• What you should do:
Your task is to find every line in the records that holds the string "endpoint" and copy it.

[Stored data entries]
Content starts
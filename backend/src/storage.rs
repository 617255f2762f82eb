//! File Store (C2): content lives at `<base>/<YYYY>/<MM>/<name>`, one file
//! per photo, named from the original filename plus a short disambiguator.
//! Built on `object_store::local::LocalFileSystem` the same way the
//! teacher's `ObjectStoreService` wraps the `local` backend — its
//! `put`/`rename` already writes via a temp file, so a reader never
//! observes a partial photo.

use std::path::PathBuf;
use std::sync::Arc;

use bytes::Bytes;
use chrono::{DateTime, Utc};
use object_store::{ObjectStore, local::LocalFileSystem, path::Path as StorePath};
use uuid::Uuid;

use crate::errors::AppError;

pub struct PhotoStore {
    store: Arc<LocalFileSystem>,
    base: PathBuf,
}

impl PhotoStore {
    pub fn new(base: PathBuf) -> Result<Self, AppError> {
        std::fs::create_dir_all(&base)?;
        let store = LocalFileSystem::new_with_prefix(&base).map_err(object_store::Error::from)?;
        Ok(Self { store: Arc::new(store), base })
    }

    /// Writes `data` under a path derived from `date_taken` and the
    /// sanitized original filename, retrying the disambiguator on a name
    /// collision. Returns the relative stored path (§4.2).
    pub async fn store(
        &self,
        data: Bytes,
        date_taken: DateTime<Utc>,
        original_filename: &str,
        photo_id: Uuid,
    ) -> Result<String, AppError> {
        let (stem, ext) = split_extension(original_filename);
        let sanitized_stem = sanitize_stem(&stem);
        let year = date_taken.format("%Y").to_string();
        let month = date_taken.format("%m").to_string();

        let mut attempt: u32 = 0;
        loop {
            let disambiguator = if attempt == 0 {
                short_id(photo_id)
            } else {
                format!("{}-{attempt}", short_id(photo_id))
            };
            let file_name = match &ext {
                Some(ext) => format!("{sanitized_stem}_{disambiguator}.{ext}"),
                None => format!("{sanitized_stem}_{disambiguator}"),
            };
            let relative = format!("{year}/{month}/{file_name}");
            let location = StorePath::parse(&relative).map_err(object_store::Error::from)?;

            match self.store.put_opts(&location, data.clone().into(), object_store::PutMode::Create.into()).await {
                Ok(_) => return Ok(relative),
                Err(object_store::Error::AlreadyExists { .. }) => {
                    attempt += 1;
                    if attempt > 1000 {
                        return Err(AppError::Internal(anyhow::anyhow!(
                            "exhausted disambiguators for {original_filename}"
                        )));
                    }
                    continue;
                }
                Err(e) => return Err(AppError::Store(e)),
            }
        }
    }

    pub async fn get(&self, relative_path: &str) -> Result<Bytes, AppError> {
        let location = self.resolve(relative_path)?;
        let result = self.store.get(&location).await?;
        Ok(result.bytes().await?)
    }

    pub async fn delete(&self, relative_path: &str) -> Result<(), AppError> {
        let location = self.resolve(relative_path)?;
        match self.store.delete(&location).await {
            Ok(()) => Ok(()),
            Err(object_store::Error::NotFound { .. }) => Ok(()),
            Err(e) => Err(AppError::Store(e)),
        }
    }

    /// Writes `data` at an exact, caller-chosen relative path, overwriting
    /// anything already there. Used for thumbnails and sidecar-adjacent
    /// artifacts, whose names are derived from the photo's own stored path
    /// rather than disambiguated like a fresh upload.
    pub async fn put_at(&self, relative_path: &str, data: Bytes) -> Result<(), AppError> {
        let location = self.resolve(relative_path)?;
        self.store.put(&location, data.into()).await?;
        Ok(())
    }

    pub fn absolute_path(&self, relative_path: &str) -> PathBuf {
        self.base.join(relative_path)
    }

    /// Parses a relative path and rejects anything that could escape `base`
    /// (`..` segments, absolute paths) before it reaches the store (§4.2,
    /// "the server MUST reject any configured base / derived path that
    /// could escape the storage root").
    fn resolve(&self, relative_path: &str) -> Result<StorePath, AppError> {
        if relative_path.split('/').any(|seg| seg == ".." || seg.is_empty() && !relative_path.is_empty()) {
            return Err(AppError::bad_request("path traversal rejected"));
        }
        StorePath::parse(relative_path).map_err(|e| AppError::Store(object_store::Error::from(e)))
    }
}

fn short_id(id: Uuid) -> String {
    id.simple().to_string()[..8].to_string()
}

fn split_extension(filename: &str) -> (String, Option<String>) {
    match filename.rsplit_once('.') {
        Some((stem, ext)) if !ext.is_empty() && !stem.is_empty() => {
            (stem.to_string(), Some(ext.to_ascii_lowercase()))
        }
        _ => (filename.to_string(), None),
    }
}

/// Keeps alphanumerics, `-` and `_`; everything else (spaces, unicode,
/// path separators smuggled in a filename) collapses to `_`. Guarantees the
/// result is non-empty.
fn sanitize_stem(stem: &str) -> String {
    let cleaned: String = stem
        .chars()
        .map(|c| if c.is_ascii_alphanumeric() || c == '-' || c == '_' { c } else { '_' })
        .collect();
    let trimmed = cleaned.trim_matches('_');
    if trimmed.is_empty() { "photo".to_string() } else { trimmed.to_string() }
}

#[cfg(test)]
mod tests {
    use super::*;

    #[tokio::test]
    async fn store_then_get_roundtrips() {
        let dir = tempfile::tempdir().unwrap();
        let store = PhotoStore::new(dir.path().to_path_buf()).unwrap();
        let data = Bytes::from("jpeg-bytes");
        let id = Uuid::now_v7();
        let when = DateTime::parse_from_rfc3339("2024-03-15T10:00:00Z").unwrap().with_timezone(&Utc);

        let path = store.store(data.clone(), when, "IMG_0001.JPG", id).await.unwrap();
        assert!(path.starts_with("2024/03/"));
        assert!(path.ends_with(".jpg"));

        let got = store.get(&path).await.unwrap();
        assert_eq!(got, data);
    }

    #[tokio::test]
    async fn colliding_names_get_distinct_paths() {
        let dir = tempfile::tempdir().unwrap();
        let store = PhotoStore::new(dir.path().to_path_buf()).unwrap();
        let when = DateTime::parse_from_rfc3339("2024-03-15T10:00:00Z").unwrap().with_timezone(&Utc);

        let id_a = Uuid::now_v7();
        let id_b = Uuid::now_v7();
        let path_a = store.store(Bytes::from("a"), when, "same.jpg", id_a).await.unwrap();
        let path_b = store.store(Bytes::from("b"), when, "same.jpg", id_b).await.unwrap();
        assert_ne!(path_a, path_b);
    }

    #[tokio::test]
    async fn rejects_path_traversal_on_read() {
        let dir = tempfile::tempdir().unwrap();
        let store = PhotoStore::new(dir.path().to_path_buf()).unwrap();
        let err = store.get("../../../etc/passwd").await;
        assert!(err.is_err());
    }

    #[test]
    fn sanitizes_unsafe_filenames() {
        assert_eq!(sanitize_stem("a b/c..d"), "a_b_c__d");
        assert_eq!(sanitize_stem("...."), "photo");
    }
}
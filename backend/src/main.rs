//! PhotoSync server entry point: loads configuration, connects storage
//! and the database, assembles [`AppState`], optionally starts the
//! background Integrity Scanner loop, and serves the HTTP API.

mod auth;
mod auth_broker;
mod config;
mod db;
mod errors;
mod hashing;
mod ingestion;
mod metadata;
mod middleware;
mod notify;
mod routes;
mod scanner;
mod state;
mod storage;
mod sync;
mod thumbnails;

#[cfg(test)]
mod tests;
#[cfg(test)]
mod http_test;

use std::sync::Arc;
use std::time::Duration;

use db::sql::SqlDb;
use notify::{LoggingEmailNotifier, LoggingPushNotifier};
use scanner::ScannerHandle;
use state::AppState;
use storage::PhotoStore;

#[tokio::main]
async fn main() -> anyhow::Result<()> {
    env_logger::Builder::from_env(env_logger::Env::default().default_filter_or("info")).init();

    let config = config::AppConfig::from_env()?;
    log::info!("[main] starting PhotoSync on {}", config.server_address);

    let db = SqlDb::connect(config.database_url.as_deref(), &config.database_path).await?;
    db.migrate().await?;
    log::info!("[main] database ready (networked={})", config.database_url.is_some());

    let storage = PhotoStore::new(config.photo_storage_path.clone())?;

    let scanner = ScannerHandle::new();
    let db: Arc<dyn db::Db> = Arc::new(db);

    let state = AppState {
        db: db.clone(),
        storage: Arc::new(storage),
        config: Arc::new(config.clone()),
        push: Arc::new(LoggingPushNotifier),
        email: Arc::new(LoggingEmailNotifier),
        thumbnail_semaphore: AppState::thumbnail_semaphore_default(),
        scanner: scanner.clone(),
    };

    if config.file_scanner_enabled && config.file_scanner_auto_start {
        spawn_scanner_loop(state.clone());
    }

    let app = routes::build_router(state);
    let listener = tokio::net::TcpListener::bind(&config.server_address).await?;
    log::info!("[main] listening on {}", config.server_address);
    axum::serve(listener, app).await?;
    Ok(())
}

/// Runs the Integrity Scanner on the configured interval, forever, in
/// the background. A scan already in progress (e.g. triggered
/// on-demand through an operator endpoint) is skipped, not queued
/// (§4.8).
fn spawn_scanner_loop(state: AppState) {
    tokio::spawn(async move {
        let mut ticker = tokio::time::interval(Duration::from_secs(state.config.file_scanner_interval_hours.max(1) * 3600));
        loop {
            ticker.tick().await;
            match state.scanner.try_scan(state.db.clone(), state.config.photo_storage_path.clone()).await {
                Some(Ok(summary)) => log::info!(
                    "[scanner] scan complete: {} files scanned, {} orphans, {} conflicts",
                    summary.files_scanned,
                    summary.orphans_found,
                    summary.conflicts_found
                ),
                Some(Err(e)) => log::error!("[scanner] scan failed: {e:#}"),
                None => log::debug!("[scanner] skipped: a scan is already in progress"),
            }
        }
    });
}
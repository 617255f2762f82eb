//! Sidecar metadata files written next to each stored photo. The Integrity
//! Scanner (C8) reads these back to reconcile what the filesystem holds
//! against what the database believes, without needing to re-derive EXIF
//! from the image bytes on every scan.

use std::path::Path;

use chrono::{DateTime, Utc};
use serde::{Deserialize, Serialize};
use uuid::Uuid;

use crate::errors::AppError;

pub const SIDECAR_SUFFIX: &str = ".psmeta.json";

#[derive(Debug, Clone, Serialize, Deserialize)]
pub struct EmbeddedMeta {
    pub photo_id: Uuid,
    pub user_id: Option<Uuid>,
    pub device_id: Option<Uuid>,
    pub file_hash: String,
    pub uploaded_at: DateTime<Utc>,
}

pub fn sidecar_path(stored_path: &str) -> String {
    format!("{stored_path}{SIDECAR_SUFFIX}")
}

pub fn is_sidecar(path: &Path) -> bool {
    path.to_string_lossy().ends_with(SIDECAR_SUFFIX)
}

/// Top-level directory, sibling to the `<YYYY>/<MM>/...` originals, that
/// holds every generated thumbnail (`thumbs/<size>/<YYYY>/<MM>/<name>.webp`).
/// The scanner walks past this entire subtree rather than reconciling it —
/// thumbnails are derived artifacts of a known photo, not independent files.
pub const THUMBNAIL_DIR_NAME: &str = "thumbs";

pub async fn write_sidecar(base: &Path, stored_path: &str, meta: &EmbeddedMeta) -> Result<(), AppError> {
    let path = base.join(sidecar_path(stored_path));
    let body = serde_json::to_vec_pretty(meta).map_err(|e| AppError::Internal(e.into()))?;
    tokio::fs::write(path, body).await?;
    Ok(())
}

pub async fn read_sidecar(base: &Path, stored_path: &str) -> Option<EmbeddedMeta> {
    let path = base.join(sidecar_path(stored_path));
    let body = tokio::fs::read(path).await.ok()?;
    serde_json::from_slice(&body).ok()
}
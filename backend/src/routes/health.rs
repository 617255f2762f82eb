//! `GET /health` — unauthenticated liveness probe (§6).

use axum::Json;
use serde_json::{Value, json};

pub async fn health() -> Json<Value> {
    Json(json!({ "status": "ok" }))
}
//! Thumbnail Pipeline (C4): three bounding-box-resized WebP variants per
//! photo, generated after the photo row commits. Decoding and resizing
//! reuse the teacher's `image_processing` pattern (Lanczos3 resize, WebP
//! encode via `DynamicImage::write_to`) generalized from a fixed-aspect
//! avatar/wallpaper crop to an orientation-aware, aspect-preserving
//! bounding box fit.

use std::io::Cursor;

use bytes::Bytes;
use image::{DynamicImage, GenericImageView, imageops::FilterType};
use thiserror::Error;

/// Longest-edge bounding box, in pixels, for each thumbnail tier (§4.4).
pub const SMALL_MAX_EDGE: u32 = 256;
pub const MEDIUM_MAX_EDGE: u32 = 1024;
pub const LARGE_MAX_EDGE: u32 = 2048;

#[derive(Debug, Clone, Copy, PartialEq, Eq)]
pub enum ImageInputFormat {
    Jpeg,
    Png,
    Webp,
}

#[derive(Debug, Error)]
pub enum ThumbnailError {
    #[error("unsupported or unrecognized image format for thumbnailing")]
    UnsupportedFormat,
    #[error("image decode error: {0}")]
    Decode(#[from] image::ImageError),
    #[error("WebP encode error: {0}")]
    Encode(String),
}

#[derive(Debug)]
pub struct ThumbnailSet {
    pub small: Bytes,
    pub medium: Bytes,
    pub large: Bytes,
    /// Dimensions of the orientation-corrected original (§4.4 "photo
    /// width/height" reported to clients matches what they'd see rendered).
    pub width: u32,
    pub height: u32,
}

/// Magic-byte sniff, same three formats the teacher recognized. Anything
/// else (HEIC without a codec, video, corrupt data) is `None` and the
/// caller skips thumbnailing rather than failing ingestion (§4.4 edge
/// case: "an unsupported or corrupt image...leaves thumbnail fields null").
pub fn detect_format(bytes: &[u8]) -> Option<ImageInputFormat> {
    if bytes.len() < 12 {
        return None;
    }
    if bytes.starts_with(&[0xFF, 0xD8, 0xFF]) {
        return Some(ImageInputFormat::Jpeg);
    }
    if bytes.starts_with(&[0x89, 0x50, 0x4E, 0x47, 0x0D, 0x0A, 0x1A, 0x0A]) {
        return Some(ImageInputFormat::Png);
    }
    if bytes.len() >= 12 && &bytes[0..4] == b"RIFF" && &bytes[8..12] == b"WEBP" {
        return Some(ImageInputFormat::Webp);
    }
    None
}

/// Decodes `raw`, applies the EXIF `orientation` transform so the stored
/// thumbnails are always "upright", and produces three bounding-box-fit
/// WebP variants. Upscaling is not applied — an image smaller than a tier's
/// box is emitted at its own size for that tier.
pub fn generate(raw: &[u8], orientation: u16) -> Result<ThumbnailSet, ThumbnailError> {
    detect_format(raw).ok_or(ThumbnailError::UnsupportedFormat)?;
    let img = image::load_from_memory(raw)?;
    let img = apply_orientation(img, orientation);
    let (width, height) = img.dimensions();

    let small = encode_webp(&fit_within(&img, SMALL_MAX_EDGE))?;
    let medium = encode_webp(&fit_within(&img, MEDIUM_MAX_EDGE))?;
    let large = encode_webp(&fit_within(&img, LARGE_MAX_EDGE))?;

    Ok(ThumbnailSet { small, medium, large, width, height })
}

/// Resizes `img` to fit within a `max_edge` x `max_edge` box, preserving
/// aspect ratio. No-op if the image already fits.
fn fit_within(img: &DynamicImage, max_edge: u32) -> DynamicImage {
    let (width, height) = img.dimensions();
    if width <= max_edge && height <= max_edge {
        return img.clone();
    }
    let (target_w, target_h) = if width >= height {
        let h = (height as u64 * max_edge as u64 / width as u64).max(1) as u32;
        (max_edge, h)
    } else {
        let w = (width as u64 * max_edge as u64 / height as u64).max(1) as u32;
        (w, max_edge)
    };
    img.resize(target_w, target_h, FilterType::Lanczos3)
}

/// EXIF orientation values 1-8 (TIFF/EXIF spec); 1 (or anything
/// unrecognized) is a no-op.
fn apply_orientation(img: DynamicImage, orientation: u16) -> DynamicImage {
    match orientation {
        2 => img.fliph(),
        3 => img.rotate180(),
        4 => img.flipv(),
        5 => img.rotate90().fliph(),
        6 => img.rotate90(),
        7 => img.rotate270().fliph(),
        8 => img.rotate270(),
        _ => img,
    }
}

fn encode_webp(img: &DynamicImage) -> Result<Bytes, ThumbnailError> {
    let mut buf = Cursor::new(Vec::new());
    img.write_to(&mut buf, image::ImageFormat::WebP)
        .map_err(|e| ThumbnailError::Encode(e.to_string()))?;
    Ok(Bytes::from(buf.into_inner()))
}

#[cfg(test)]
mod tests {
    use super::*;

    fn make_image_bytes(w: u32, h: u32) -> Vec<u8> {
        let img = DynamicImage::new_rgb8(w, h);
        let mut buf = Cursor::new(Vec::new());
        img.write_to(&mut buf, image::ImageFormat::Jpeg).unwrap();
        buf.into_inner()
    }

    #[test]
    fn detects_known_formats_and_rejects_garbage() {
        let jpeg = make_image_bytes(10, 10);
        assert_eq!(detect_format(&jpeg), Some(ImageInputFormat::Jpeg));
        assert_eq!(detect_format(b"not an image"), None);
    }

    #[test]
    fn fit_within_preserves_aspect_and_never_upscales() {
        let landscape = DynamicImage::new_rgb8(4000, 2000);
        let fitted = fit_within(&landscape, SMALL_MAX_EDGE);
        assert_eq!(fitted.dimensions(), (SMALL_MAX_EDGE, SMALL_MAX_EDGE / 2));

        let tiny = DynamicImage::new_rgb8(100, 50);
        let fitted = fit_within(&tiny, SMALL_MAX_EDGE);
        assert_eq!(fitted.dimensions(), (100, 50));
    }

    #[test]
    fn generate_produces_three_tiers() {
        let raw = make_image_bytes(3000, 1500);
        let set = generate(&raw, 1).unwrap();
        assert_eq!(set.width, 3000);
        assert_eq!(set.height, 1500);
        assert!(!set.small.is_empty());
        assert!(!set.medium.is_empty());
        assert!(!set.large.is_empty());
    }

    #[test]
    fn unsupported_format_is_skipped_not_errored_out_of_band() {
        let err = generate(b"clearly not an image", 1).unwrap_err();
        assert!(matches!(err, ThumbnailError::UnsupportedFormat));
    }
}
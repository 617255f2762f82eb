//! `/api/setup/*` — the one-time bootstrap wizard. Before the first
//! admin user exists, every other authenticated endpoint answers 503
//! `SetupIncomplete` (§6, §7); these two routes are how that state ends.

use axum::Json;
use axum::extract::State;
use chrono::Utc;
use photosync_shared::dto::{SetupRegisterRequest, SetupRegisterResponse, SetupStatusResponse};
use photosync_shared::entities::User;
use uuid::Uuid;

use crate::auth::{generate_api_key, hash_password};
use crate::errors::AppError;
use crate::state::AppState;

/// `GET /api/setup/status` — unauthenticated; the only question it
/// answers is whether any user has been created yet.
pub async fn status(State(state): State<AppState>) -> Result<Json<SetupStatusResponse>, AppError> {
    let users = state.db.list_users(0, 1).await.map_err(AppError::Internal)?;
    Ok(Json(SetupStatusResponse { setup_complete: !users.is_empty() }))
}

/// `POST /api/setup/register` — creates the first admin user and its
/// API key. Refuses once any user already exists; the bootstrap runs
/// exactly once per deployment.
pub async fn register(State(state): State<AppState>, Json(req): Json<SetupRegisterRequest>) -> Result<Json<SetupRegisterResponse>, AppError> {
    let existing = state.db.list_users(0, 1).await.map_err(AppError::Internal)?;
    if !existing.is_empty() {
        return Err(AppError::Conflict("setup already complete".into()));
    }

    let (api_key, api_key_hash) = generate_api_key();
    let email = req.email.to_lowercase();
    let user = User {
        id: Uuid::now_v7(),
        email: email.clone(),
        display_name: req.display_name,
        api_key_hash,
        password_hash: Some(hash_password(&req.password)?),
        is_admin: true,
        is_active: true,
        created_at: Utc::now(),
    };
    state.db.create_user(&user).await.map_err(AppError::Internal)?;

    Ok(Json(SetupRegisterResponse { user_id: user.id, email: user.email, api_key }))
}
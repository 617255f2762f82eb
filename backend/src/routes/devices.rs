//! `POST /api/devices/register` (§6). Registering the same device name
//! twice for the same user updates the FCM token and `lastSeenAt` in
//! place rather than creating a duplicate row (§8).

use axum::Json;
use axum::extract::State;
use chrono::Utc;
use photosync_shared::dto::{DeviceRegisterRequest, DeviceRegisterResponse};
use photosync_shared::entities::{Device, Platform};
use uuid::Uuid;

use crate::errors::AppError;
use crate::middleware::AuthenticatedUser;
use crate::state::AppState;

pub async fn register(
    AuthenticatedUser(user): AuthenticatedUser,
    State(state): State<AppState>,
    Json(req): Json<DeviceRegisterRequest>,
) -> Result<Json<DeviceRegisterResponse>, AppError> {
    let platform = Platform::parse(&req.platform).ok_or_else(|| AppError::bad_request("unknown platform"))?;
    let now = Utc::now();

    let existing = state.db.get_device_by_name_for_user(user.id, &req.device_name).await.map_err(AppError::Internal)?;

    let device = if let Some(mut device) = existing {
        device.platform = platform;
        device.fcm_token = Some(req.fcm_token.clone());
        device.last_seen_at = now;
        device.is_active = true;
        state.db.update_device(&device).await.map_err(AppError::Internal)?;
        device
    } else {
        let device = Device {
            id: Uuid::now_v7(),
            user_id: user.id,
            device_name: req.device_name.clone(),
            platform,
            fcm_token: Some(req.fcm_token.clone()),
            registered_at: now,
            last_seen_at: now,
            is_active: true,
        };
        state.db.create_device(&device).await.map_err(AppError::Internal)?;
        device
    };

    Ok(Json(DeviceRegisterResponse {
        id: device.id,
        device_name: device.device_name,
        platform: device.platform.as_str().to_string(),
        registered_at: device.registered_at,
    }))
}
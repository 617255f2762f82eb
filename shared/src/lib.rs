//! Domain model shared between the PhotoSync server and any future
//! first-party clients (CLI tooling, admin scripts). Pure data: no
//! storage-backend or HTTP-framework types leak in here.

pub mod entities;
pub mod dto;

pub use entities::*;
Content ends
• Finished task:
/// on-demand through an operator endpoint) is skipped, not queued
//! admin user exists, every other authenticated endpoint answers 503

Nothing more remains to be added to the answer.